To support Colorado cancer patients, end “white bagging”
As a community-based hematologist-oncologist, my top priority is ensuring that my patients receive timely, safe, and effective treatment. For my entire career, the standard practice has been for oncologists to manage an onsite drug inventory, allowing us to tailor doses of drugs, like chemotherapy, based on a patient’s side effects or disease progression.
Increasingly, however, insurers and their middlemen, called pharmacy benefit managers, are creating roadblocks to care through “white bagging” policies that force patients to access these treatments through a specialty pharmacy that is owned or affiliated with the insurer. This effectively removes the treating oncologist’s control over these medications and adds unnecessary complexity to a process that has been used successfully for decades. It creates inefficiency by forcing patients who need a day-of dose change to reschedule their appointment and wait for the new medication to be re-prepared and shipped.
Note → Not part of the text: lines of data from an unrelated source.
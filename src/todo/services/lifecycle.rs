//! Service layer for creating, listing, completing, and deleting todos.

use crate::todo::{
    domain::{NewTodo, Todo, TodoId},
    ports::{TodoRepository, TodoRepositoryError},
};
use std::sync::Arc;
use thiserror::Error;
use tracing::{debug, info};

/// Service-level errors for todo operations.
#[derive(Debug, Error)]
pub enum TodoServiceError {
    /// The referenced todo does not exist.
    #[error("todo not found: {0}")]
    NotFound(TodoId),
    /// Repository operation failed.
    #[error(transparent)]
    Repository(TodoRepositoryError),
}

impl From<TodoRepositoryError> for TodoServiceError {
    fn from(err: TodoRepositoryError) -> Self {
        match err {
            TodoRepositoryError::NotFound(id) => Self::NotFound(id),
            TodoRepositoryError::Persistence(_) => Self::Repository(err),
        }
    }
}

/// Result type for todo service operations.
pub type TodoServiceResult<T> = Result<T, TodoServiceError>;

/// Todo orchestration service.
///
/// Stateless apart from the shared repository handle, so one instance is
/// cloned into every request.
pub struct TodoService<R>
where
    R: TodoRepository,
{
    repository: Arc<R>,
}

impl<R> Clone for TodoService<R>
where
    R: TodoRepository,
{
    fn clone(&self) -> Self {
        Self {
            repository: Arc::clone(&self.repository),
        }
    }
}

impl<R> TodoService<R>
where
    R: TodoRepository,
{
    /// Creates a new todo service.
    #[must_use]
    pub const fn new(repository: Arc<R>) -> Self {
        Self { repository }
    }

    /// Returns every stored todo.
    ///
    /// # Errors
    ///
    /// Returns [`TodoServiceError::Repository`] when the lookup fails.
    pub async fn list(&self) -> TodoServiceResult<Vec<Todo>> {
        let todos = self.repository.list().await?;
        debug!(count = todos.len(), "listed todos");
        Ok(todos)
    }

    /// Persists a new todo and returns it with its assigned identifier.
    ///
    /// # Errors
    ///
    /// Returns [`TodoServiceError::Repository`] when the store rejects the
    /// insert.
    pub async fn create(&self, new_todo: NewTodo) -> TodoServiceResult<Todo> {
        let todo = self.repository.store(&new_todo).await?;
        info!(todo_id = %todo.id(), completed = todo.completed(), "todo added");
        Ok(todo)
    }

    /// Deletes an existing todo. The lookup and the removal are a single
    /// repository call.
    ///
    /// # Errors
    ///
    /// Returns [`TodoServiceError::NotFound`] when no todo has the given
    /// identifier, or [`TodoServiceError::Repository`] when persistence fails.
    pub async fn delete(&self, id: TodoId) -> TodoServiceResult<()> {
        self.repository.delete(id).await?;
        info!(todo_id = %id, "todo deleted");
        Ok(())
    }

    /// Sets the completion flag of an existing todo and returns the updated
    /// record. Only `completed` is touched, in a single repository call.
    ///
    /// # Errors
    ///
    /// Returns [`TodoServiceError::NotFound`] when no todo has the given
    /// identifier, or [`TodoServiceError::Repository`] when persistence fails.
    pub async fn complete(&self, id: TodoId, completed: bool) -> TodoServiceResult<Todo> {
        let todo = self.repository.set_completed(id, completed).await?;
        info!(todo_id = %id, completed, "todo updated");
        Ok(todo)
    }
}
//! The `.env` file in the data root.
//!
//! Holds secrets such as `GEMINI_API_KEY` so they survive between runs
//! without living in the settings table.

use std::fs;
use std::io::ErrorKind;
use std::path::PathBuf;

use super::error::PathError;
use super::platform::data_root;

pub fn env_file_path() -> Result<PathBuf, PathError> {
    Ok(data_root()?.join(".env"))
}

/// Set `key=value` in the `.env` file, creating the file when missing.
///
/// Other lines, comments included, are kept as they are.
pub fn persist_env_value(key: &str, value: &str) -> Result<(), PathError> {
    let path = env_file_path()?;
    let existing = match fs::read_to_string(&path) {
        Ok(contents) => contents,
        Err(e) if e.kind() == ErrorKind::NotFound => String::new(),
        Err(e) => return Err(PathError::env_file(&path)(e)),
    };

    let mut contents = upsert_line(&existing, key, value).join("\n");
    contents.push('\n');
    fs::write(&path, contents).map_err(PathError::env_file(&path))
}

/// Replace the first `key=` line and drop later duplicates, or append one.
fn upsert_line(contents: &str, key: &str, value: &str) -> Vec<String> {
    let entry = format!("{key}={value}");
    let mut seen = false;
    let mut lines: Vec<String> = contents
        .lines()
        .filter_map(|line| {
            let is_key = line.split_once('=').is_some_and(|(k, _)| k.trim() == key);
            match (is_key, seen) {
                (false, _) => Some(line.to_string()),
                (true, false) => {
                    seen = true;
                    Some(entry.clone())
                }
                (true, true) => None,
            }
        })
        .collect();
    if !seen {
        lines.push(entry);
    }
    lines
}

#[cfg(test)]
mod tests {
    use super::*;
    use crate::paths::DATA_DIR_ENV;
    use crate::paths::test_utils::{ENV_LOCK, EnvVarGuard};
    use tempfile::tempdir;

    #[test]
    fn test_persist_env_value_writes_and_replaces() {
        let _guard = ENV_LOCK.lock().unwrap();
        let temp = tempdir().unwrap();
        let _env = EnvVarGuard::set(DATA_DIR_ENV, temp.path().to_string_lossy().as_ref());

        fs::write(temp.path().join(".env"), "# keys\nOTHER=1\nGEMINI_API_KEY=old\n").unwrap();
        persist_env_value("GEMINI_API_KEY", "new").unwrap();

        let contents = fs::read_to_string(temp.path().join(".env")).unwrap();
        assert_eq!(contents, "# keys\nOTHER=1\nGEMINI_API_KEY=new\n");
    }

    #[test]
    fn test_persist_env_value_creates_file() {
        let _guard = ENV_LOCK.lock().unwrap();
        let temp = tempdir().unwrap();
        let _env = EnvVarGuard::set(DATA_DIR_ENV, temp.path().to_string_lossy().as_ref());

        persist_env_value("GEMINI_API_KEY", "abc").unwrap();
        let contents = fs::read_to_string(env_file_path().unwrap()).unwrap();
        assert_eq!(contents, "GEMINI_API_KEY=abc\n");
    }

    #[test]
    fn test_replace_drops_duplicate_keys() {
        assert_eq!(upsert_line("K=1\nK=2", "K", "3"), ["K=3"]);
        assert_eq!(upsert_line("", "K", "3"), ["K=3"]);
    }
}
If disrupting treatments wasn’t bad enough, white-bagging often increases out-of-pocket costs for cancer patients. Most importantly, white-bagging poses potential safety risks to patients, as oncologists can’t trace the drug through the shipment process.
Thankfully, Reps. Iman Jodeh and Matt Soper, along with Sen. Dafna Michaelson Jenet, have introduced House Bill 1010 this year to restrict the use of white-bagging mandates and ensure that our state’s patients can get the care they need.
Coloradans battling cancer should be focused on managing their health, not cutting through red tape. It’s critical that lawmakers advance this bill to put our patients’ safety over insurer profits.